If you would like to loop over the available frames, the loop boolean flag can be set to True. This flag will seek to the starting frame automatically once all frames have been read essentially restarting the generator. This means that you will need to break out of the generator yourself as it will produce an infinite loop.

1
2
for frame in iter_media_frames(Path("~/my-video.mp4"), loop=True):
    assert isinstance(frame, Frame)

Capturing Stream Frames

To read frames from a stream (such as a webcam) you can utilize the very similar iter_stream_frames() generator to extract the streaming frames. This function will scan for the first available active webcam to stream frames from.

1
2
3
4
5
from facelift.capture import iter_stream_frames
from facelift.types import Frame

for frame in iter_stream_frames():
    assert isinstance(frame, Frame)

If you happen to have 2 webcams available, you can pick what webcam to stream frames from by using the indexes (0-99). For example, if you wanted to stream frames from the second available webcam, simply pass in index 1 to the generator:

1
2
for frame in iter_stream_frames(1):
    assert isinstance(frame, Frame)

Important

When capturing streamed frames, this generator will not stop until the device stream is halted. Typically, when processing stream frames, you should build in a mechanism to break out of the capture loop when desireable.

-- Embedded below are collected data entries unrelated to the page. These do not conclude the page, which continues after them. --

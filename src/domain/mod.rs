mod props;

pub use props::{FieldProps, InputType, Size, UnknownOption, Variant};
use crate::domain::{FieldProps, InputType};

use super::state::FieldState;

/// Message shown when a field is flagged invalid without error text.
pub const DEFAULT_ERROR_MESSAGE: &str = "Invalid value";

/// Booleans derived from props and state on every render.
#[derive(Debug, Clone, Copy, PartialEq, Eq)]
pub struct FieldFlags {
    pub has_error: bool,
    pub is_password: bool,
    pub show_spinner: bool,
    pub show_toggle: bool,
    pub show_clear: bool,
    pub interactive: bool,
}

impl FieldFlags {
    pub fn derive(props: &FieldProps, state: &FieldState) -> Self {
        let is_password = props.input_type.is_password();
        let loading = props.loading;
        Self {
            has_error: props.invalid || props.error_text().is_some(),
            is_password,
            show_spinner: loading,
            show_toggle: !loading && props.show_password_toggle && is_password,
            show_clear: !loading && props.clearable && !state.is_empty(),
            interactive: !props.disabled && !loading,
        }
    }
}

/// Type attribute the control renders with; a revealed password becomes text.
pub fn effective_type(props: &FieldProps, state: &FieldState) -> InputType {
    if props.input_type.is_password() && state.password_visible {
        InputType::Text
    } else {
        props.input_type.clone()
    }
}

/// Error text to display, if the field is in error state.
pub fn error_display(props: &FieldProps) -> Option<String> {
    match props.error_text() {
        Some(message) => Some(message.to_string()),
        None if props.invalid => Some(DEFAULT_ERROR_MESSAGE.to_string()),
        None => None,
    }
}

#[cfg(test)]
mod tests {
    use super::*;

    fn password_props() -> FieldProps {
        FieldProps::new()
            .with_type("password")
            .with_clearable(true)
            .with_password_toggle(true)
    }

    #[test]
    fn icon_flags_cover_clearable_and_toggle_combinations() {
        let filled = FieldState::new("secret");
        let cases = [
            (false, false, false, false),
            (true, false, false, true),
            (false, true, true, false),
            (true, true, true, true),
        ];
        for (clearable, toggle, expect_toggle, expect_clear) in cases {
            let props = FieldProps::new()
                .with_type("password")
                .with_clearable(clearable)
                .with_password_toggle(toggle);
            let flags = FieldFlags::derive(&props, &filled);
            assert_eq!(flags.show_toggle, expect_toggle, "clearable={clearable} toggle={toggle}");
            assert_eq!(flags.show_clear, expect_clear, "clearable={clearable} toggle={toggle}");
        }
    }

    #[test]
    fn toggle_requires_password_type() {
        let props = FieldProps::new().with_password_toggle(true);
        let flags = FieldFlags::derive(&props, &FieldState::new("x"));
        assert!(!flags.show_toggle);
    }

    #[test]
    fn clear_hidden_for_empty_value() {
        let flags = FieldFlags::derive(&password_props(), &FieldState::default());
        assert!(!flags.show_clear);
        assert!(flags.show_toggle);
    }

    #[test]
    fn loading_suppresses_both_controls() {
        let props = password_props().with_loading(true);
        let flags = FieldFlags::derive(&props, &FieldState::new("secret"));
        assert!(flags.show_spinner);
        assert!(!flags.show_toggle);
        assert!(!flags.show_clear);
        assert!(!flags.interactive);
    }

    #[test]
    fn disabled_keeps_icons() {
        let props = password_props().with_disabled(true);
        let flags = FieldFlags::derive(&props, &FieldState::new("secret"));
        assert!(flags.show_toggle && flags.show_clear);
        assert!(!flags.interactive);
    }

    #[test]
    fn invalid_without_text_uses_generic_message() {
        let props = FieldProps::new().with_invalid(true);
        assert_eq!(error_display(&props).as_deref(), Some(DEFAULT_ERROR_MESSAGE));
        let empty = FieldProps::new().with_error_message("");
        assert!(!FieldFlags::derive(&empty, &FieldState::default()).has_error);
        assert_eq!(error_display(&empty), None);
    }
}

In most of the below examples I will simply be raising KeyboardInterrupt to break out of this loop. You will likely want to add some kind of break conditional to this loop in your usage.


Rendering Frames

Now that we are reading frames in, we probably want to be able to preview what is going to be processed. OpenCV provides a semi-decent window utility that we take advantage of for our basic frame preview. If you want to display these frames in a more production-level application, I would recommend looking into using a canvas powered by OpenGL instead of relying on the hacky and inflexible solution provided by OpenCV.

It is not within the scope of this project to provide an optimal canvas for displaying the frames read in through OpenCV. There are likely other projects out there that can display frames (numpy pixel arrays) or a transformed variant of this frame while taking advantage of the GPU.

Regardless, for our use cases we only want to be able to quickly and cheaply preview the frames we are processing. To help with this, we provide a opencv_window context manager that will create a temporary window that can be used for rendering these captured frames.

1
2
3
4
5
6
from facelift.capture import iter_media_frames
from facelift.window import opencv_window

with opencv_window() as window:
    for frame in iter_stream_frames():
        window.render(frame)

Here is a quick screen capture running the above example.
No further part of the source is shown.